> _Exercise brief_: Nothing belongs in the answer except the lines of the material that include "FleetConfig".

> _Data under study_:
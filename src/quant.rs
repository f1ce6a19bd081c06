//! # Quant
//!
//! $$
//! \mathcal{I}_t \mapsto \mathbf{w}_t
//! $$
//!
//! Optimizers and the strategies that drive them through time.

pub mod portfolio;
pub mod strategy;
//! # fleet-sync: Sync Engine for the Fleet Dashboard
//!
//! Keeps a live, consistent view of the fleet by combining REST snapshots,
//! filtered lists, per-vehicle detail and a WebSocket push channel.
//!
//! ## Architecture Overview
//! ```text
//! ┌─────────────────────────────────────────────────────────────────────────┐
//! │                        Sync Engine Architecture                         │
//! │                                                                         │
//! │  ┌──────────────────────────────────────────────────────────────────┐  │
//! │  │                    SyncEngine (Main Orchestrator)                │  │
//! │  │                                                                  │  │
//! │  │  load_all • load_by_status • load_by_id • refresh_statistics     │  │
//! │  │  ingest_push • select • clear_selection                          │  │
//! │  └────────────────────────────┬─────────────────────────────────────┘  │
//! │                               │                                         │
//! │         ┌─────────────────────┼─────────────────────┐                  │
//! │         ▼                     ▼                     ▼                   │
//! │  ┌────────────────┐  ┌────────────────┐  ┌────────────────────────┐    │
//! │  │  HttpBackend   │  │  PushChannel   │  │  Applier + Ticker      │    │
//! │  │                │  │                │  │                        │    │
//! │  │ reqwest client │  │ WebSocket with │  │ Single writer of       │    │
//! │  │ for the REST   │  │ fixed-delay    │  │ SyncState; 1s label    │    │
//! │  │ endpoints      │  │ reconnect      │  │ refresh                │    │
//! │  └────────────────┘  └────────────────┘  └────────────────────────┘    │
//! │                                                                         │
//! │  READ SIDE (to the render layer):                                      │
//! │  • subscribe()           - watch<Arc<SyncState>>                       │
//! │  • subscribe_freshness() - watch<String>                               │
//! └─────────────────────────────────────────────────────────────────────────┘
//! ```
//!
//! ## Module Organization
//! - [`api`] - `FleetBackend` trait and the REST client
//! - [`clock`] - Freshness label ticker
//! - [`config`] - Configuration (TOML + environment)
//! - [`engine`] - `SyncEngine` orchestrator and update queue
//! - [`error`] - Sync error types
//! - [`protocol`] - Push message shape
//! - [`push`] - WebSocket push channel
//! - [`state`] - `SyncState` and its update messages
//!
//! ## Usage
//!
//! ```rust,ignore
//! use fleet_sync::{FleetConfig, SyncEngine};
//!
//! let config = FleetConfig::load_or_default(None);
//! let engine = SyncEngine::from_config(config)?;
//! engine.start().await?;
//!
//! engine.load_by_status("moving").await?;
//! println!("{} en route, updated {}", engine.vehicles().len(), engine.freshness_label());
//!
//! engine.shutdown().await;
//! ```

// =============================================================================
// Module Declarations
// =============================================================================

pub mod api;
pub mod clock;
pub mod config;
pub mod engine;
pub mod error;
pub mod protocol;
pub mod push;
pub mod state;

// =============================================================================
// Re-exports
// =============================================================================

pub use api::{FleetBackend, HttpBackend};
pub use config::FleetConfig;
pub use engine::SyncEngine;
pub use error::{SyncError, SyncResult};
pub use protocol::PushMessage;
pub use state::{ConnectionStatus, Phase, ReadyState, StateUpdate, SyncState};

---

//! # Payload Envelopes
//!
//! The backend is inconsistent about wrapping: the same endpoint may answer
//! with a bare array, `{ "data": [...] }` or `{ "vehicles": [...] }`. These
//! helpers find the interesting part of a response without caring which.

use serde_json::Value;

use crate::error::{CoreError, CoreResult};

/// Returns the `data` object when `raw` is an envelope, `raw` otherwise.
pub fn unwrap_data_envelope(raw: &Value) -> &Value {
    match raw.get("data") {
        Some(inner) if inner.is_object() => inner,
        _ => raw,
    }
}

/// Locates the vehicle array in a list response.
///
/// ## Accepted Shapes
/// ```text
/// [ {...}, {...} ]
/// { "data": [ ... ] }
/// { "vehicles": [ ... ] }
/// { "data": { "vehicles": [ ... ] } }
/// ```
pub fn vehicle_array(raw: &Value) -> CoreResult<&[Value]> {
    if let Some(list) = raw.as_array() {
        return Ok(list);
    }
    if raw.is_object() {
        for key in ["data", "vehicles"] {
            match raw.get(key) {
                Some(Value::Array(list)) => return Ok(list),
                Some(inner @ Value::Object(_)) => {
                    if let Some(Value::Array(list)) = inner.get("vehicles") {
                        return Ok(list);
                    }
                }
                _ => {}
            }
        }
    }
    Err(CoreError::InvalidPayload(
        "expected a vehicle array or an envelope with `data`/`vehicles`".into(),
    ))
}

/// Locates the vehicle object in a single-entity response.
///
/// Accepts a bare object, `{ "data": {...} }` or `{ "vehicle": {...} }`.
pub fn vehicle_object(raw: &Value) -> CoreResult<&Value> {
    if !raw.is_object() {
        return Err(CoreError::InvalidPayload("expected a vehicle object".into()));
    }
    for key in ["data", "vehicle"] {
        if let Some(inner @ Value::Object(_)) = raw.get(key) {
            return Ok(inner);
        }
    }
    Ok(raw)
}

> _Result_:
//! use fleet_sync::{FleetConfig, SyncEngine};
//! let config = FleetConfig::load_or_default(None);
pub use config::FleetConfig;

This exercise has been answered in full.